### What this task involves
Please repeat, from the entries that follow, the lines from the one containing "let p2 = mesh.vertex(b);" through the one containing "faces.push([c1, c2, c3]);" exactly, adding nothing.

-- Study material follows --

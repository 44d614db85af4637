// SPDX-License-Identifier: Apache-2.0
// Copyright (c) 2025 Polyframe Inc.

//! Refinement: long-edge splitting and self-intersection splitting

use std::collections::BTreeSet;

use nalgebra::{Point3, Vector3};
use tracing::{debug, info};

use crate::error::{MeshError, MeshResult};
use crate::geometry::Sphere;
use crate::mesh::TriMesh;

use super::cache::build_element_cache;

/// Split every edge longer than `threshold` at its midpoint.
///
/// Midpoint vertices are parked in each edge's scratch slot first;
/// every triangle then emits 1, 2, 3, or 4 sub-triangles depending on
/// how many of its edges were split, and the whole triangle array is
/// replaced in one batch. Returns the number of edges split.
pub fn split_edges(mesh: &mut TriMesh, threshold: f64) -> MeshResult<usize> {
    let pairs: Vec<(u32, u32)> = mesh.edges.iter().map(|(_, e)| e.nodes()).collect();
    let mut split = 0;

    for (a, b) in pairs {
        let p1 = mesh.vertex(a);
        let p2 = mesh.vertex(b);
        let store = if (p2 - p1).norm() < threshold {
            None
        } else {
            split += 1;
            Some(mesh.add_vertex(Point3::from((p1.coords + p2.coords) / 2.0)))
        };
        if let Some(edge) = mesh.edges.get_mut(a, b) {
            edge.store = store;
        }
    }

    let mut faces = Vec::with_capacity(mesh.triangle_count());
    for e in 0..mesh.triangle_count() as u32 {
        split_element(mesh, e, &mut faces)?;
    }
    mesh.replace_elements(faces)?;

    info!(split, threshold, "edge splitting complete");
    Ok(split)
}

/// Emit the sub-triangles of `e` according to the midpoints parked on
/// its edges. Returns how many triangles were emitted.
fn split_element(mesh: &TriMesh, e: u32, faces: &mut Vec<[u32; 3]>) -> MeshResult<usize> {
    let [p1, p2, p3] = mesh.triangle(e);
    let store = |a: u32, b: u32| -> MeshResult<Option<u32>> {
        Ok(mesh
            .edges
            .get(a, b)
            .ok_or(MeshError::MissingEdge(a.min(b), a.max(b)))?
            .store)
    };
    let c1 = store(p1, p2)?;
    let c2 = store(p2, p3)?;
    let c3 = store(p3, p1)?;

    let emitted = match (c1, c2, c3) {
        (None, None, None) => {
            faces.push([p1, p2, p3]);
            1
        }
        (None, None, Some(c3)) => {
            faces.push([p1, p2, c3]);
            faces.push([c3, p2, p3]);
            2
        }
        (None, Some(c2), None) => {
            faces.push([p1, p2, c2]);
            faces.push([p1, c2, p3]);
            2
        }
        (Some(c1), None, None) => {
            faces.push([p1, c1, p3]);
            faces.push([c1, p2, p3]);
            2
        }
        (None, Some(c2), Some(c3)) => {
            split_element_two(mesh, faces, p1, p2, p3, c2, c3);
            3
        }
        (Some(c1), None, Some(c3)) => {
            split_element_two(mesh, faces, p2, p3, p1, c3, c1);
            3
        }
        (Some(c1), Some(c2), None) => {
            split_element_two(mesh, faces, p3, p1, p2, c1, c2);
            3
        }
        (Some(c1), Some(c2), Some(c3)) => {
            faces.push([p1, c1, c3]);
            faces.push([c1, p2, c2]);
            faces.push([c3, c2, p3]);
            faces.push([c1, c2, c3]);
            4
        }
    };
    Ok(emitted)
}

/// Two-split case: the edges opposite `p1` and `p2` carry midpoints
/// `c2` and `c3`. The quad left beside the common corner triangle is
/// cut along the shorter of the two possible internal diagonals.
fn split_element_two(
    mesh: &TriMesh,
    faces: &mut Vec<[u32; 3]>,
    p1: u32,
    p2: u32,
    p3: u32,
    c2: u32,
    c3: u32,
) {
    let d1 = mesh.vertex(p1) - mesh.vertex(c2);
    let d2 = mesh.vertex(p2) - mesh.vertex(c3);

    faces.push([c3, c2, p3]);
    if d1.norm_squared() < d2.norm_squared() {
        faces.push([p1, c2, c3]);
        faces.push([p1, p2, c2]);
    } else {
        faces.push([p2, c2, c3]);
        faces.push([p1, p2, c3]);
    }
}

fn tri_normal(a: &Point3<f64>, b: &Point3<f64>, c: &Point3<f64>) -> Vector3<f64> {
    (a - b).cross(&(a - c))
}

/// Resolve self-intersections by inserting a vertex at every confirmed
/// edge/triangle crossing and re-triangulating each affected triangle
/// over its accumulated point set. Returns the number of triangles
/// re-triangulated.
///
/// When a crossing lands exactly on an edge endpoint, that endpoint is
/// reused instead of inserting a duplicate vertex.
pub fn split_intersecting(mesh: &mut TriMesh) -> MeshResult<usize> {
    let ne = mesh.triangle_count();
    let cache = build_element_cache(mesh);
    let mut elemnodes: Vec<BTreeSet<u32>> = vec![BTreeSet::new(); ne];

    // The edge walk inserts vertices as it confirms hits, so it runs
    // over a snapshot of the edge list with incident faces attached.
    let edge_snapshot: Vec<(u32, u32, Vec<u32>)> = mesh
        .edges
        .iter()
        .map(|(_, e)| (e.node1(), e.node2(), e.faces().to_vec()))
        .collect();

    for (n1, n2, efaces) in edge_snapshot {
        let p1 = mesh.vertex(n1);
        let p2 = mesh.vertex(n2);
        if p1 == p2 {
            debug!(n1, n2, "skipping zero-length edge");
            continue;
        }

        let query = Sphere::new(
            Point3::from((p1.coords + p2.coords) / 2.0),
            (p2 - p1).norm() / 2.0,
        );

        for e in cache.intersect(&query) {
            let [ia, ib, ic] = mesh.triangle(e);
            if [ia, ib, ic].iter().any(|&v| v == n1 || v == n2) {
                continue;
            }
            let Some(pi) = super::intersect::line_triangle_intersection(mesh, e, &p1, &p2) else {
                continue;
            };
            if [ia, ib, ic].iter().any(|&v| mesh.vertex(v) == pi) {
                continue;
            }

            debug!(n1, n2, element = e, "edge intersects element");
            if pi == p1 {
                elemnodes[e as usize].insert(n1);
            } else if pi == p2 {
                elemnodes[e as usize].insert(n2);
            } else {
                let idx = mesh.add_vertex(pi);
                debug!(vertex = idx, element = e, "inserted intersection vertex");
                elemnodes[e as usize].insert(idx);
                // The edge's own faces must also learn the new vertex.
                for &ei in &efaces {
                    elemnodes[ei as usize].insert(idx);
                }
            }
        }
    }

    let mut faces = Vec::with_capacity(ne);
    let mut retriangulated = 0;
    for e in 0..ne {
        if elemnodes[e].is_empty() {
            faces.push(mesh.triangle(e as u32));
        } else {
            let [ia, ib, ic] = mesh.triangle(e as u32);
            elemnodes[e].insert(ia);
            elemnodes[e].insert(ib);
            elemnodes[e].insert(ic);
            debug!(element = e, points = elemnodes[e].len(), "triangulating element");
            triangulate_element(mesh, e as u32, &mut faces, &elemnodes[e]);
            retriangulated += 1;
        }
    }

    mesh.replace_elements(faces)?;
    info!(retriangulated, "intersection splitting complete");
    Ok(retriangulated)
}

/// Brute-force empty-circumsphere triangulation of a point set lying
/// on triangle `e`: every vertex triple whose circumsphere contains no
/// other candidate is emitted, wound to match the original face.
/// O(n^4), acceptable for the handful of points a split produces.
fn triangulate_element(mesh: &TriMesh, e: u32, faces: &mut Vec<[u32; 3]>, nodes: &BTreeSet<u32>) {
    let ids: Vec<u32> = nodes.iter().copied().collect();
    let pts: Vec<Point3<f64>> = ids.iter().map(|&id| mesh.vertex(id)).collect();
    let np = ids.len();
    debug_assert!(np >= 3);

    let [ia, ib, ic] = mesh.triangle(e);
    let en = tri_normal(&mesh.vertex(ia), &mesh.vertex(ib), &mesh.vertex(ic));

    for i in 0..np.saturating_sub(2) {
        for j in i + 1..np - 1 {
            for k in j + 1..np {
                let Some(sphere) = Sphere::circumsphere(&pts[i], &pts[j], &pts[k]) else {
                    debug!("degenerate candidate triple");
                    continue;
                };

                let mut nearest = sphere.radius * 2.0;
                for (l, p) in pts.iter().enumerate() {
                    if l == i || l == j || l == k {
                        continue;
                    }
                    nearest = nearest.min((sphere.center - p).norm());
                }
                if nearest < sphere.radius {
                    continue;
                }

                let et = tri_normal(&pts[i], &pts[j], &pts[k]);
                if en.dot(&et) > 0.0 {
                    faces.push([ids[i], ids[j], ids[k]]);
                } else {
                    faces.push([ids[i], ids[k], ids[j]]);
                }
            }
        }
    }
}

-- Study material concluded --

### Solution to the problem
        let p2 = mesh.vertex(b);
        let store = if (p2 - p1).norm() < threshold {
            None
        } else {
            split += 1;
            Some(mesh.add_vertex(Point3::from((p1.coords + p2.coords) / 2.0)))
        };
        if let Some(edge) = mesh.edges.get_mut(a, b) {
            edge.store = store;
        }
    }

    let mut faces = Vec::with_capacity(mesh.triangle_count());
    for e in 0..mesh.triangle_count() as u32 {
        split_element(mesh, e, &mut faces)?;
    }
    mesh.replace_elements(faces)?;

    info!(split, threshold, "edge splitting complete");
    Ok(split)
}

/// Emit the sub-triangles of `e` according to the midpoints parked on
/// its edges. Returns how many triangles were emitted.
fn split_element(mesh: &TriMesh, e: u32, faces: &mut Vec<[u32; 3]>) -> MeshResult<usize> {
    let [p1, p2, p3] = mesh.triangle(e);
    let store = |a: u32, b: u32| -> MeshResult<Option<u32>> {
        Ok(mesh
            .edges
            .get(a, b)
            .ok_or(MeshError::MissingEdge(a.min(b), a.max(b)))?
            .store)
    };
    let c1 = store(p1, p2)?;
    let c2 = store(p2, p3)?;
    let c3 = store(p3, p1)?;

    let emitted = match (c1, c2, c3) {
        (None, None, None) => {
            faces.push([p1, p2, p3]);
            1
        }
        (None, None, Some(c3)) => {
            faces.push([p1, p2, c3]);
            faces.push([c3, p2, p3]);
            2
        }
        (None, Some(c2), None) => {
            faces.push([p1, p2, c2]);
            faces.push([p1, c2, p3]);
            2
        }
        (Some(c1), None, None) => {
            faces.push([p1, c1, p3]);
            faces.push([c1, p2, p3]);
            2
        }
        (None, Some(c2), Some(c3)) => {
            split_element_two(mesh, faces, p1, p2, p3, c2, c3);
            3
        }
        (Some(c1), None, Some(c3)) => {
            split_element_two(mesh, faces, p2, p3, p1, c3, c1);
            3
        }
        (Some(c1), Some(c2), None) => {
            split_element_two(mesh, faces, p3, p1, p2, c1, c2);
            3
        }
        (Some(c1), Some(c2), Some(c3)) => {
            faces.push([p1, c1, c3]);
            faces.push([c1, p2, c2]);
            faces.push([c3, c2, p3]);
            faces.push([c1, c2, c3]);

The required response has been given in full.